Saturday, March 11, 2006

ALP lost in policy vacuum

After the Australian Labor Party lost the 1949 federal election to the Coalition, Labor leader Ben Chifley told his party not to worry because the electorate would quickly recognise the terrible mistake it had made in choosing Robert Menzies as prime minister and the ALP would soon be back in power.  The rest, as they say, is history.  Twenty-three years and three opposition leaders later Labor finally did return to government.

The factional warfare in the Victorian ALP in recent months has been about the installation of new candidates in safely held Labor seats.  The fact that no one is willing to fight over the marginals suggests that few are willing to make a Chifley-like prediction about a Beazley government in 2007.

The delusion experienced by defeated political parties is not uncommon.  The creation of the idea that voters didn't really know what they were doing and that their choice must somehow have been corrupted by deception or misunderstanding is perhaps a natural reaction.  It is a way of dealing with the trauma of an election defeat.  But while such a belief might be comforting it is profoundly undemocratic.  Even worse, it does nothing to prepare parties for opposition and for the rigours of making alternative policy.

After the 1996 election the ALP was delusional about the causes of their loss, and they've suffered for a decade.  Worse, the party's friends didn't help it overcome its affliction.  The academic Left continues to blame the stupidity of the masses for Labor's losses.  Some even suggest that attempts to influence the electoral process should be abandoned and that power should be sought through the judicial system and the manipulation of non-government organisations.

Last week, in the midst of the celebrations of the Coalition's 10 years in power, many commentators pointed out that the anniversary also represented 10 years of Labor in the wilderness.  Comparing what has occurred to ALP over the past decade with what happened to others in similar predicaments is instructive.

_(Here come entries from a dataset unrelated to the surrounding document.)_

mod component;
pub use component::*;
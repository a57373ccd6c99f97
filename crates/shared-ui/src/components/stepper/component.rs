use dioxus::prelude::*;

use crate::{Button, ButtonSize, ButtonVariant};

/// Increment/decrement control around a counted value.
///
/// The stepper only reports clicks; bounds are enforced by whoever owns the
/// value. `unit` is rendered after the number ("2 Passengers").
#[component]
pub fn Stepper(
    value: u32,
    #[props(default)] unit: String,
    on_decrement: EventHandler<()>,
    on_increment: EventHandler<()>,
    #[props(default)] icon: Option<Element>,
    #[props(extends = GlobalAttributes)] attributes: Vec<Attribute>,
) -> Element {
    let base = vec![Attribute::new("class", "stepper", None, false)];
    let merged = dioxus_primitives::merge_attributes(vec![base, attributes]);

    rsx! {
        document::Link { rel: "stylesheet", href: asset!("./style.css") }
        div {
            role: "group",
            ..merged,
            if let Some(icon) = icon {
                span { class: "stepper-icon", aria_hidden: "true", {icon} }
            }
            Button {
                variant: ButtonVariant::Ghost,
                size: ButtonSize::Icon,
                aria_label: "Decrease",
                onclick: move |_| on_decrement.call(()),
                "-"
            }
            div { class: "stepper-value", aria_live: "polite",
                span { class: "stepper-count", "{value}" }
                if !unit.is_empty() {
                    span { class: "stepper-unit", "{unit}" }
                }
            }
            Button {
                variant: ButtonVariant::Ghost,
                size: ButtonSize::Icon,
                aria_label: "Increase",
                onclick: move |_| on_increment.call(()),
                "+"
            }
        }
    }
}

#[cfg(test)]
mod tests {
    use super::*;

    #[test]
    fn renders_value_and_unit() {
        let html = dioxus_ssr::render_element(rsx! {
            Stepper {
                value: 3,
                unit: "Passengers",
                on_decrement: |_| {},
                on_increment: |_| {},
            }
        });
        assert!(html.contains(r#"class="stepper""#));
        assert!(html.contains("stepper-count"));
        assert!(html.contains(">3<"));
        assert!(html.contains("Passengers"));
        assert!(html.contains(r#"aria-label="Decrease""#));
        assert!(html.contains(r#"aria-label="Increase""#));
    }

    #[test]
    fn omits_empty_unit() {
        let html = dioxus_ssr::render_element(rsx! {
            Stepper { value: 1, on_decrement: |_| {}, on_increment: |_| {} }
        });
        assert!(!html.contains("stepper-unit"));
    }
}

Before John Howard's election, the Coalition had been in opposition for 13 years.  Before the election of Bob Hawke, Labor had been in opposition for seven years.  When previously out of power, both the Coalition and Labor changed dramatically.

In 1983 the Coalition was desperately clinging to the last remnants of century-old economic prescriptions.  The fight between the wets and the dries was bloody, and in electoral terms costly, but there was no alternative.  Even though it was not in government, and even while battling itself, the Liberal Party succeeded in framing the terms of the intellectual debate during the 1980s and Labor had no alternative but to respond.

In 1975, when Labor was sacked, Gough Whitlam was leader and Bill Hayden was treasurer.  When Labor returned to office, it was with Hawke and Paul Keating.  The men of the 1960s and 1970s reared in the tradition of socialism and class hatred were replaced with people like Peter Walsh and John Dawkins.

Certainly a recession helped the ALP accommodate itself to economic reality.  And it is also true that the transformation of the party towards financial responsibility quickened once it was in government, but the groundwork has been laid years before.

For all of its faults the Accord, first conceived while the ALP was in opposition, signalled a major shift in attitude by the party and union movement.

By contrast, what are the outcomes of Labor's policy development over the past 10 years?  Unfortunately, the answer is not much.

After the 1996 election, instead of trying to keep the party and the factions united, Kim Beazley would have performed a greater service by encouraging diversity and dissent.  The spectacle wouldn't have been pretty but it could not have been much worse than what transpired.  Until recently one of the ALP's best thinkers, Lindsay Tanner, was not even in shadow cabinet, while Craig Emerson, one of the few Labor MPs who understands the need for tax reform, languishes on the back bench.  Tearing up Work Choices, implementing Medicare Gold and punishing private schools are knee-jerk political tactics -- they're not policy.

One reason Labor has been reluctant to lift the lid on policy debate is that it has been afraid of what it would find.  There's a chance that the party might realise it has become completely out of touch with the community.  The biggest issue facing Labor is not its factions.  It is its policies.  Simon Crean's re-endorsement for Hotham this week is the least of Kim Beazley's problems.